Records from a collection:
● ● ●

//! 各子应用的页面外壳
//!
//! 公共站点、企业、管理员、CVA 各自一套导航栏，共享页面（条款、隐私）沿用公共外壳。

use carbonmart_shared::route::{AppRoute, SubApp};
use carbonmart_shared::session::Role;
use leptos::prelude::*;

use crate::auth::use_auth;
use crate::components::toast::ToastHost;
use crate::web::router::Link;

fn nav_links(sub_app: SubApp, role: Option<Role>) -> Vec<(AppRoute, &'static str)> {
    match sub_app {
        SubApp::Company => vec![
            (AppRoute::CompanyDashboard, "Dashboard"),
            (AppRoute::Projects, "Projects"),
            (AppRoute::Reports, "Reports"),
            (AppRoute::CreditRequests, "Credit requests"),
            (AppRoute::Marketplace, "Marketplace"),
        ],
        SubApp::Admin => vec![
            (AppRoute::AdminDashboard, "Dashboard"),
            (AppRoute::AdminUsers, "Users"),
            (AppRoute::AdminKyc, "KYC queue"),
            (AppRoute::AdminChangePassword, "Password"),
        ],
        SubApp::Cva => vec![
            (AppRoute::CvaDashboard, "Dashboard"),
            (AppRoute::CvaReports, "Reports"),
            (AppRoute::CvaCreditIssuance, "Credits"),
            (AppRoute::CvaChangePassword, "Password"),
        ],
        SubApp::Public | SubApp::Shared => {
            let mut links = vec![(AppRoute::Marketplace, "Marketplace")];
            match role {
                Some(Role::EvOwner | Role::User) => links.extend([
                    (AppRoute::Wallet, "Wallet"),
                    (AppRoute::Kyc, "KYC"),
                    (AppRoute::Profile, "Profile"),
                ]),
                Some(Role::Company) => links.push((AppRoute::CompanyDashboard, "Company")),
                Some(Role::Admin) => links.push((AppRoute::AdminDashboard, "Admin")),
                Some(Role::Cva) => links.push((AppRoute::CvaDashboard, "CVA")),
                None => {}
            }
            links
        }
    }
}

fn title(sub_app: SubApp) -> &'static str {
    match sub_app {
        SubApp::Public | SubApp::Shared => "CarbonMart",
        SubApp::Company => "CarbonMart Company",
        SubApp::Admin => "CarbonMart Admin",
        SubApp::Cva => "CarbonMart CVA",
    }
}

#[component]
pub fn Shell(sub_app: SubApp, children: Children) -> impl IntoView {
    let auth = use_auth();
    let session = auth.session_signal();

    let links = move || {
        let role = session.with(|s| s.as_ref().map(|s| s.role()));
        nav_links(sub_app, role)
            .into_iter()
            .map(|(route, label)| {
                view! {
                    <li>
                        <Link to=route>{label}</Link>
                    </li>
                }
            })
            .collect_view()
    };

    let account = move || match session.get() {
        Some(s) => {
            let auth = auth.clone();
            view! {
                <span class="text-sm opacity-70 hidden md:inline">{s.user.email}</span>
                <button class="btn btn-outline btn-sm" on:click=move |_| auth.sign_out()>
                    "Sign out"
                </button>
            }
            .into_any()
        }
        None => view! {
            <Link to=sub_app.login_route() class="btn btn-primary btn-sm">"Sign in"</Link>
        }
        .into_any(),
    };

    view! {
        <div class="min-h-screen bg-base-200 font-sans">
            <ToastHost />
            <div class="navbar bg-base-100 shadow">
                <div class="flex-1">
                    <Link to=sub_app.default_route() class="btn btn-ghost text-xl">
                        {title(sub_app)}
                    </Link>
                    <ul class="menu menu-horizontal px-1 hidden md:flex">{links}</ul>
                </div>
                <div class="flex-none gap-2">{account}</div>
            </div>
            <main class="max-w-7xl mx-auto p-4 md:p-8 space-y-8">{children()}</main>
            <footer class="footer footer-center p-4 text-base-content/60">
                <div class="flex gap-4">
                    <Link to=AppRoute::Terms>"Terms"</Link>
                    <Link to=AppRoute::Privacy>"Privacy"</Link>
                </div>
            </footer>
        </div>
    }
}

/// 登录类页面不显示导航栏
#[component]
pub fn Bare(children: Children) -> impl IntoView {
    view! {
        <div class="hero min-h-screen bg-base-200">
            <ToastHost />
            <div class="hero-content flex-col w-full max-w-md">{children()}</div>
        </div>
    }
}

#[cfg(test)]
mod tests {
    use super::*;

    #[test]
    fn public_links_follow_role() {
        let anonymous = nav_links(SubApp::Public, None);
        assert_eq!(anonymous.len(), 1);
        let owner = nav_links(SubApp::Public, Some(Role::EvOwner));
        assert!(owner.iter().any(|(r, _)| *r == AppRoute::Wallet));
        let company = nav_links(SubApp::Public, Some(Role::Company));
        assert!(!company.iter().any(|(r, _)| *r == AppRoute::Wallet));
    }

    #[test]
    fn tree_links_stay_in_tree() {
        for sub_app in [SubApp::Admin, SubApp::Cva] {
            for (route, _) in nav_links(sub_app, None) {
                assert_eq!(route.sub_app(), sub_app);
            }
        }
    }
}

● ● ●

Task brief: Show all lines in the entries above where the string "match" appears.

Worked solution:
    match sub_app {
            match role {
    match sub_app {
    let account = move || match session.get() {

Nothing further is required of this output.